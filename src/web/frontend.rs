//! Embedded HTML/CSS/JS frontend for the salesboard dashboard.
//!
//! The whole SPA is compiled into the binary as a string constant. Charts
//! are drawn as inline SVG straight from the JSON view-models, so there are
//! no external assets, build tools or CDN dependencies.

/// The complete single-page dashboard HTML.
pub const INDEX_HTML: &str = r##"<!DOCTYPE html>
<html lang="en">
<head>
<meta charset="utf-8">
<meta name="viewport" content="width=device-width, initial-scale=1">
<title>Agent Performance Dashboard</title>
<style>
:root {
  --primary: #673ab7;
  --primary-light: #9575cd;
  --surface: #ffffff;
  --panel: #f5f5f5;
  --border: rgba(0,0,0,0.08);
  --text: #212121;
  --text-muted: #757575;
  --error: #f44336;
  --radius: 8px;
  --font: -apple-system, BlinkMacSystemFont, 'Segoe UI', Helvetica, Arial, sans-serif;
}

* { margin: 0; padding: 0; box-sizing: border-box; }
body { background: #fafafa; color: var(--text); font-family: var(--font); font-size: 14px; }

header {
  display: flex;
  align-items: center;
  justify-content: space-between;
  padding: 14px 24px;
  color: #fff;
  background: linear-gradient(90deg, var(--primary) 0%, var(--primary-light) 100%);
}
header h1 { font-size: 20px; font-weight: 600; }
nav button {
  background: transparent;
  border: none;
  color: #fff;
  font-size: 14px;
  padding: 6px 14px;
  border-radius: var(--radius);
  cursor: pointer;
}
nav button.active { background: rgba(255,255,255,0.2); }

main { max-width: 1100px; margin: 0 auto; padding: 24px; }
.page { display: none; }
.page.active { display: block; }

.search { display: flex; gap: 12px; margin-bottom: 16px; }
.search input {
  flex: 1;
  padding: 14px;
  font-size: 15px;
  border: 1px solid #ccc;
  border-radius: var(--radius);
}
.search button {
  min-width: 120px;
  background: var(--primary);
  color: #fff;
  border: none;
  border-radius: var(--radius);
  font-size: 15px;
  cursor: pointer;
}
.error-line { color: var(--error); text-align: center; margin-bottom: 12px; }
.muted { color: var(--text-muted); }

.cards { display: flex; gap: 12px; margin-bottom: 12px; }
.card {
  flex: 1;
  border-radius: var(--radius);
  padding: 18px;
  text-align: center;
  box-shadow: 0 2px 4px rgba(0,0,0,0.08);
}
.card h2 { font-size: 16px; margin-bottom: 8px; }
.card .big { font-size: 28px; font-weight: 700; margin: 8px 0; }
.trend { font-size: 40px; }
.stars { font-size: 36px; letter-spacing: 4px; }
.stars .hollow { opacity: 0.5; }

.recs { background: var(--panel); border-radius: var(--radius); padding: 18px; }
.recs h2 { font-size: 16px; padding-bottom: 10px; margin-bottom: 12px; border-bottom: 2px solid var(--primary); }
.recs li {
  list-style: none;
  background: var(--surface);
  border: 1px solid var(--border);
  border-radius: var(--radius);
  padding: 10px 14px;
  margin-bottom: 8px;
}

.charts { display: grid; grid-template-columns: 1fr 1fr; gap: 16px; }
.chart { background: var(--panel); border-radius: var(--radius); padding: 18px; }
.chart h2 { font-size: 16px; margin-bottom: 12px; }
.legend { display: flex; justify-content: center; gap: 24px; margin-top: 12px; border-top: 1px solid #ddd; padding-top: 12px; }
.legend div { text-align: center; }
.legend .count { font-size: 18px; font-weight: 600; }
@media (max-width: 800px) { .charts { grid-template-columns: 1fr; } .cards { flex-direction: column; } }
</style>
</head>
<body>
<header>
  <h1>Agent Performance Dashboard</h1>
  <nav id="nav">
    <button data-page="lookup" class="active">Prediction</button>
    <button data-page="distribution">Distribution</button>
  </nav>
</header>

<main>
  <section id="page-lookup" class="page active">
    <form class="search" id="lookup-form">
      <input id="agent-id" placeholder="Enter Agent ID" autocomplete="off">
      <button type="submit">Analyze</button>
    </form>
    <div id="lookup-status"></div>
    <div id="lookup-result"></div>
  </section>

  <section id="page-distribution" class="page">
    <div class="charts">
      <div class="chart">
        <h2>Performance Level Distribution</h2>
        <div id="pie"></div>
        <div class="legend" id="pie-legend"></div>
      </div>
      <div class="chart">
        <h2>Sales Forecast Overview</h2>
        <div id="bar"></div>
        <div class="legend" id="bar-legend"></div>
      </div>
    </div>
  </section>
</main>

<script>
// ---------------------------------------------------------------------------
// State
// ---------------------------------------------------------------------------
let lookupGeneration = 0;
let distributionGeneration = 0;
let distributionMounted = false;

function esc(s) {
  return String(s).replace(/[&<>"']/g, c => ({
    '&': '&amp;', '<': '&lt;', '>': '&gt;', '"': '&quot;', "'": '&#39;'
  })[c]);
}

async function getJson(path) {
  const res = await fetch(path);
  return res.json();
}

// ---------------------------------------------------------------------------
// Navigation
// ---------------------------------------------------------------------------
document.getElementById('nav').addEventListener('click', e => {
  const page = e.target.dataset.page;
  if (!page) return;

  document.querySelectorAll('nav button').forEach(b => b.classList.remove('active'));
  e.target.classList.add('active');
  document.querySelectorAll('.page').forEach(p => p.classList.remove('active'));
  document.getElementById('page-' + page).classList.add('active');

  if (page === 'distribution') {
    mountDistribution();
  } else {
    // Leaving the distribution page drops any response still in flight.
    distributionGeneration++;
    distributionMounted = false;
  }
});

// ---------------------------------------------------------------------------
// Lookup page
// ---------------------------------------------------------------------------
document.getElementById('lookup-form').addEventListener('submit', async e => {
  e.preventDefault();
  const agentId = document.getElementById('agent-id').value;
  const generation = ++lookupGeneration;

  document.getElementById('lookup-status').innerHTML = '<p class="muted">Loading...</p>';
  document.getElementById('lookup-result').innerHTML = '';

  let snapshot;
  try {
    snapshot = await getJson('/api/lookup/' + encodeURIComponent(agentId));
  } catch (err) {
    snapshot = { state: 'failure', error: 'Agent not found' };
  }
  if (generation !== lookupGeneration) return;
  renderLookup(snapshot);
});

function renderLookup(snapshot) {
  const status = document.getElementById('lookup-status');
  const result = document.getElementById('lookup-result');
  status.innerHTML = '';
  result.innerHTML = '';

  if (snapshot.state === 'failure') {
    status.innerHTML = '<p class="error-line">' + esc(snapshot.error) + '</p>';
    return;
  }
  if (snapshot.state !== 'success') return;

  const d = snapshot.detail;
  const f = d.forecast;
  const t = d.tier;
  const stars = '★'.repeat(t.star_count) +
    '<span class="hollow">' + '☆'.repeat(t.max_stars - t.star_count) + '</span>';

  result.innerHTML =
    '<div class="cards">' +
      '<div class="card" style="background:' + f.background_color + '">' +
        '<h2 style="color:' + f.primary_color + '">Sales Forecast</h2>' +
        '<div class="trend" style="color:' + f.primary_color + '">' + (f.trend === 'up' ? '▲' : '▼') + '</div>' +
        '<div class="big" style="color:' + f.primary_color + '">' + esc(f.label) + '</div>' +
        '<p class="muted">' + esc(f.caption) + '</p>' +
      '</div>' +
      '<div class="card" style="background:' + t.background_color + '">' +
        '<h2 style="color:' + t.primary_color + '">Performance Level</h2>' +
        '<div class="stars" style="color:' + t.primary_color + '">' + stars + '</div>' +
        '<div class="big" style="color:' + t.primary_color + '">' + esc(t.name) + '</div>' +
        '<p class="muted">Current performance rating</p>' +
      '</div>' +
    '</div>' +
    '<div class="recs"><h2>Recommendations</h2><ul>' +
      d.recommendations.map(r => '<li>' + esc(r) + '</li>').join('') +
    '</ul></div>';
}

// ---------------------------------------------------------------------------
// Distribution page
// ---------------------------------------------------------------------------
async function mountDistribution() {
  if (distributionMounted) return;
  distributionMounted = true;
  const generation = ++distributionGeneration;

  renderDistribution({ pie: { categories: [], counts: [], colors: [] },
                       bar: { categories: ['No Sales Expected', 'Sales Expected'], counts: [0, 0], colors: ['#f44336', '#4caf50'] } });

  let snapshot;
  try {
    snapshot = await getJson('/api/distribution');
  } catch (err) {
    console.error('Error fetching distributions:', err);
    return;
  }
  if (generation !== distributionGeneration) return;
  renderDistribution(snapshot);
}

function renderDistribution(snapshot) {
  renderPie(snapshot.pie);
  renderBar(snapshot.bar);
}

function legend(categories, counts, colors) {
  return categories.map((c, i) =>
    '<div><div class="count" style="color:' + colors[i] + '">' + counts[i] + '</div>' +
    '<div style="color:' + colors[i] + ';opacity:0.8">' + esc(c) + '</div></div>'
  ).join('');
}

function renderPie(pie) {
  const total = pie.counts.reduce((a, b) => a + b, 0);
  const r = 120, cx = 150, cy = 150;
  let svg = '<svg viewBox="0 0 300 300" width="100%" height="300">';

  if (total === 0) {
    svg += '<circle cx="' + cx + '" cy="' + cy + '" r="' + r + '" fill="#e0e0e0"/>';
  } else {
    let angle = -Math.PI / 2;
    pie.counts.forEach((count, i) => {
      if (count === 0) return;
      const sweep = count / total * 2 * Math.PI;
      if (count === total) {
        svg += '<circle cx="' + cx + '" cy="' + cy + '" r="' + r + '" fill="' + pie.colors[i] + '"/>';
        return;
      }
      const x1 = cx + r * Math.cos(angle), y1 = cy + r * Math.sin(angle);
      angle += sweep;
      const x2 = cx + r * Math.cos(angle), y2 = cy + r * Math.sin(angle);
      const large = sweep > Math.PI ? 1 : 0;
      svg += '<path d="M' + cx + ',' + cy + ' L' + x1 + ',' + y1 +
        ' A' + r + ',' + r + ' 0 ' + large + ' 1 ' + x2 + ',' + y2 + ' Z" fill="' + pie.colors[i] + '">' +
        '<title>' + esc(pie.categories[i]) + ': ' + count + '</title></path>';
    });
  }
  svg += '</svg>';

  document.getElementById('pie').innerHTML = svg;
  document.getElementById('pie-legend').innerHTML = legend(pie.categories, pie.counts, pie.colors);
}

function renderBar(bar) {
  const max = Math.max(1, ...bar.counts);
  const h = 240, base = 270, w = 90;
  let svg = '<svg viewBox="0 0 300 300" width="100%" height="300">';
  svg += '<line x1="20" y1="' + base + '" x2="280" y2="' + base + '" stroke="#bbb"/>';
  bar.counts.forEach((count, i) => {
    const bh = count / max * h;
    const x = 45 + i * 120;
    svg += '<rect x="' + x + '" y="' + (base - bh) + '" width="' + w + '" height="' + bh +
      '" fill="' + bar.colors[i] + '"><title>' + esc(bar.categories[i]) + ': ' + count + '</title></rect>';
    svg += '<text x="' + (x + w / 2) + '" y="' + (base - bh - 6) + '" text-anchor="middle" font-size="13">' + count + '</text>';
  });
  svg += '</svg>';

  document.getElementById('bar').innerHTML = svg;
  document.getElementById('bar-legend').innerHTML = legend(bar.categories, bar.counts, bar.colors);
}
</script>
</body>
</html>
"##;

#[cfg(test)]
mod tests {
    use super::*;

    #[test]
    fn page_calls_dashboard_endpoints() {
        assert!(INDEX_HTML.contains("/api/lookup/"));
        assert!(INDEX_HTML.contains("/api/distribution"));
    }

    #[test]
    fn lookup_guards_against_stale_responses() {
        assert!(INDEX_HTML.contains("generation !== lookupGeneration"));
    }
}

-----

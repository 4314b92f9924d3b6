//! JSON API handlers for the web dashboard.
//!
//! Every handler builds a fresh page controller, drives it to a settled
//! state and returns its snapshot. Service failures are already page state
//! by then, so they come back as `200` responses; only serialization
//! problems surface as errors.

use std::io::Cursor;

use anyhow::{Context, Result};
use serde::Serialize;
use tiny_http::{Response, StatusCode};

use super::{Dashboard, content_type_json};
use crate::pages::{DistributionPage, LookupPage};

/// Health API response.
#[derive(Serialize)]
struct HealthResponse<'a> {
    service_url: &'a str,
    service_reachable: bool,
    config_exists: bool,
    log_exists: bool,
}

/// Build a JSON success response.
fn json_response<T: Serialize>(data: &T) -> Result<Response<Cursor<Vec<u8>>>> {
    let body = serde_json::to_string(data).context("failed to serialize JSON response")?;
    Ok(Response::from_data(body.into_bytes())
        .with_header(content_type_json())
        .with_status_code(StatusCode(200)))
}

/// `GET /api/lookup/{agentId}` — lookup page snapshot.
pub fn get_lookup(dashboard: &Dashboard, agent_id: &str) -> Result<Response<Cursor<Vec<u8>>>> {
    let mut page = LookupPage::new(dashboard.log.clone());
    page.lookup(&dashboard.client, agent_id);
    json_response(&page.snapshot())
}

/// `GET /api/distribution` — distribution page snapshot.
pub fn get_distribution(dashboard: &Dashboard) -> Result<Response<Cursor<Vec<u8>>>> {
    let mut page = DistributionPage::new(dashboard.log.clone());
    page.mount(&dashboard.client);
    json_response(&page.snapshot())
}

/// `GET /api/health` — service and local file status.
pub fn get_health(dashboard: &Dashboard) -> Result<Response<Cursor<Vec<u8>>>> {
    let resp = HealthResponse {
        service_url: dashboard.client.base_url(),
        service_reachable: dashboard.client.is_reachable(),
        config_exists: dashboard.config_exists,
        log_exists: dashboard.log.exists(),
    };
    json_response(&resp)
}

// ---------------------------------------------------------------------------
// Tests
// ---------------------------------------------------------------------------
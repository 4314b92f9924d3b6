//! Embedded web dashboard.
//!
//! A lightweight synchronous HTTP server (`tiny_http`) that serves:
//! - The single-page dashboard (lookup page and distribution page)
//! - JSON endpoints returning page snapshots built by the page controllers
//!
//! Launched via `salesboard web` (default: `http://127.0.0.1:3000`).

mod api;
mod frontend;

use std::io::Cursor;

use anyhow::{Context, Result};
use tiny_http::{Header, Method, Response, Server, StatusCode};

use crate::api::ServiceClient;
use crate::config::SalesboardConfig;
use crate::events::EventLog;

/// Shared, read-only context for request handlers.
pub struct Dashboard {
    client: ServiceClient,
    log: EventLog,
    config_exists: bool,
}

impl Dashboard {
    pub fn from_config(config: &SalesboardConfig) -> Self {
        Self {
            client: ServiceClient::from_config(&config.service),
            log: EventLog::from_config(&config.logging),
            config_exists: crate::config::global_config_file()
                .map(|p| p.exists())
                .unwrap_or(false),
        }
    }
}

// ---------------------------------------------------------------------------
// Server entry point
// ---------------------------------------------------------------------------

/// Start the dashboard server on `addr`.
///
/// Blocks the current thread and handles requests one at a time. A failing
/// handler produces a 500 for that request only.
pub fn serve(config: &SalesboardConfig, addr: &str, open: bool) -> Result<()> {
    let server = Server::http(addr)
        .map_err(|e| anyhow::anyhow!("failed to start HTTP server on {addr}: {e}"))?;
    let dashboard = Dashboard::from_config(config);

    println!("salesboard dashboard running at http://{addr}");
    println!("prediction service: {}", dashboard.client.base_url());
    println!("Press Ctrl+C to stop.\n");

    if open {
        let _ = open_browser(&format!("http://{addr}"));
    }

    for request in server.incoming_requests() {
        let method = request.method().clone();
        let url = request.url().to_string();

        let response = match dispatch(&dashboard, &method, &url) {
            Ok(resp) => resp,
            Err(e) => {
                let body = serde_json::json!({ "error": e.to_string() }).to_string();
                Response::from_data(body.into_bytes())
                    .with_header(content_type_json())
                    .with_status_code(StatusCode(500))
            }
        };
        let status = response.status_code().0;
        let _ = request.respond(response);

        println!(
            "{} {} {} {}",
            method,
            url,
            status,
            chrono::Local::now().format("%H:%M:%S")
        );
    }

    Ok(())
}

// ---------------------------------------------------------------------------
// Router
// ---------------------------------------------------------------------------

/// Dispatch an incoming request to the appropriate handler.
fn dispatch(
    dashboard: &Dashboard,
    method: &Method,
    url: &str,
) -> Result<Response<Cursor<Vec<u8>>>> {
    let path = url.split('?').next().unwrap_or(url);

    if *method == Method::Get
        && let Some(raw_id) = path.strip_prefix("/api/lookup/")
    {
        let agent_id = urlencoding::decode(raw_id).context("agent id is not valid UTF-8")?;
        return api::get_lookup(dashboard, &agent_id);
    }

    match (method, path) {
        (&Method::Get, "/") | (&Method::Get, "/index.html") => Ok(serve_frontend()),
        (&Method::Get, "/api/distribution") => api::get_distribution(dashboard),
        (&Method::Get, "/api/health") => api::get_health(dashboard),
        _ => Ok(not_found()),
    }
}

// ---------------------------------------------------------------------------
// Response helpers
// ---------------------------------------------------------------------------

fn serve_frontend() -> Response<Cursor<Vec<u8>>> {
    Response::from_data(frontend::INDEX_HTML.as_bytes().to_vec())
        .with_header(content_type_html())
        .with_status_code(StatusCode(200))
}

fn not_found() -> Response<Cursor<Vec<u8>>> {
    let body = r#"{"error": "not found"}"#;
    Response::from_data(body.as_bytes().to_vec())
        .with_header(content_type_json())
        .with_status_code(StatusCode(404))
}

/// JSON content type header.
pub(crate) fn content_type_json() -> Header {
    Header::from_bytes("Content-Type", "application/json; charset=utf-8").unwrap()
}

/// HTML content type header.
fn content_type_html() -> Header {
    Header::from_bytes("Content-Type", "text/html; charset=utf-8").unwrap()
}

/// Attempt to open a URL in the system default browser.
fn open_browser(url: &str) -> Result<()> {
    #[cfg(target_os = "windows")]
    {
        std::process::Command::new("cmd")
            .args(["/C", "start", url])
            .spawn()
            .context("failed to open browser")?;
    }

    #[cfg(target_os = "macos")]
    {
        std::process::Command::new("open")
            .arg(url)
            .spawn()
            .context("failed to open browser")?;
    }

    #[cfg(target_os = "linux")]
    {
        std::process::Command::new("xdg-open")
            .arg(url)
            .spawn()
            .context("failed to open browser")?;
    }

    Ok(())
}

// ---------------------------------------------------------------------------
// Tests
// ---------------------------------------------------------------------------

-----

__WHAT YOU NEED TO DO__:
Scan the data above for the word "align" and report every line where it is found.

__ANSWER SPACE__:
  align-items: center;
.error-line { color: var(--error); text-align: center; margin-bottom: 12px; }
  text-align: center;
.legend div { text-align: center; }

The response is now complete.